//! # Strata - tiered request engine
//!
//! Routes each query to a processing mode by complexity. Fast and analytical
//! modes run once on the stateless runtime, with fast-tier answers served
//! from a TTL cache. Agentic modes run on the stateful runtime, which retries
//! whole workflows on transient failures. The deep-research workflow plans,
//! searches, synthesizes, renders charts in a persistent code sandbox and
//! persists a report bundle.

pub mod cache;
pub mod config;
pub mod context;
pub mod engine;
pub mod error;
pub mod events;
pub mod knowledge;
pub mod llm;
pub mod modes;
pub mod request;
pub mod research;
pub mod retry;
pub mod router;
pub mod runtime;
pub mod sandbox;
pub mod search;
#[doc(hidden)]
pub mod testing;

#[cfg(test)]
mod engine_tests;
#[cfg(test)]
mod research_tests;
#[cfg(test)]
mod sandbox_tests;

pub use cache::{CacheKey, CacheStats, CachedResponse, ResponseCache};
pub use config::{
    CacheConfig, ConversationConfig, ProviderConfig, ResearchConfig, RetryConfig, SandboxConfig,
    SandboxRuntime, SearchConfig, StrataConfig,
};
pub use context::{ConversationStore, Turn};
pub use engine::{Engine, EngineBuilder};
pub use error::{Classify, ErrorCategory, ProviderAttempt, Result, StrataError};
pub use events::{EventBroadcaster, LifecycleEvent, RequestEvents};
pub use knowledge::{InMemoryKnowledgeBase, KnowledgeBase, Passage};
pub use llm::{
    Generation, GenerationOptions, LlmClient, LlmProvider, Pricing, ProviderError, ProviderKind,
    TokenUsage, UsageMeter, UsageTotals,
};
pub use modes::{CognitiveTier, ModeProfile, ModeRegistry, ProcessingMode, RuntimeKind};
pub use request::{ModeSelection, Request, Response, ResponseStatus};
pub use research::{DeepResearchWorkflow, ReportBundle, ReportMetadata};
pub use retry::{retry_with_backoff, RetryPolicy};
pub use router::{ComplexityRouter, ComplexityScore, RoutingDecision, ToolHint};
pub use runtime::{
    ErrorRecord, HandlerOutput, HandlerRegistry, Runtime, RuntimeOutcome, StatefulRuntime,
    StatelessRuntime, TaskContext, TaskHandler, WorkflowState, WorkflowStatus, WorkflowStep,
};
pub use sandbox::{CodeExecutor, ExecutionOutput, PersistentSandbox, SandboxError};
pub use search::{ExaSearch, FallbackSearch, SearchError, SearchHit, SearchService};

======

Write out all the entries once more, exactly.

■ Problem solution
//! # Strata - tiered request engine
//!
//! Routes each query to a processing mode by complexity. Fast and analytical
//! modes run once on the stateless runtime, with fast-tier answers served
//! from a TTL cache. Agentic modes run on the stateful runtime, which retries
//! whole workflows on transient failures. The deep-research workflow plans,
//! searches, synthesizes, renders charts in a persistent code sandbox and
//! persists a report bundle.

pub mod cache;
pub mod config;
pub mod context;
pub mod engine;
pub mod error;
pub mod events;
pub mod knowledge;
pub mod llm;
pub mod modes;
pub mod request;
pub mod research;
pub mod retry;
pub mod router;
pub mod runtime;
pub mod sandbox;
pub mod search;
#[doc(hidden)]
pub mod testing;

#[cfg(test)]
mod engine_tests;
#[cfg(test)]
mod research_tests;
#[cfg(test)]
mod sandbox_tests;

pub use cache::{CacheKey, CacheStats, CachedResponse, ResponseCache};
pub use config::{
    CacheConfig, ConversationConfig, ProviderConfig, ResearchConfig, RetryConfig, SandboxConfig,
    SandboxRuntime, SearchConfig, StrataConfig,
};
pub use context::{ConversationStore, Turn};
pub use engine::{Engine, EngineBuilder};
pub use error::{Classify, ErrorCategory, ProviderAttempt, Result, StrataError};
pub use events::{EventBroadcaster, LifecycleEvent, RequestEvents};
pub use knowledge::{InMemoryKnowledgeBase, KnowledgeBase, Passage};
pub use llm::{
    Generation, GenerationOptions, LlmClient, LlmProvider, Pricing, ProviderError, ProviderKind,
    TokenUsage, UsageMeter, UsageTotals,
};
pub use modes::{CognitiveTier, ModeProfile, ModeRegistry, ProcessingMode, RuntimeKind};
pub use request::{ModeSelection, Request, Response, ResponseStatus};
pub use research::{DeepResearchWorkflow, ReportBundle, ReportMetadata};
pub use retry::{retry_with_backoff, RetryPolicy};
pub use router::{ComplexityRouter, ComplexityScore, RoutingDecision, ToolHint};
pub use runtime::{
    ErrorRecord, HandlerOutput, HandlerRegistry, Runtime, RuntimeOutcome, StatefulRuntime,
    StatelessRuntime, TaskContext, TaskHandler, WorkflowState, WorkflowStatus, WorkflowStep,
};
pub use sandbox::{CodeExecutor, ExecutionOutput, PersistentSandbox, SandboxError};
pub use search::{ExaSearch, FallbackSearch, SearchError, SearchHit, SearchService};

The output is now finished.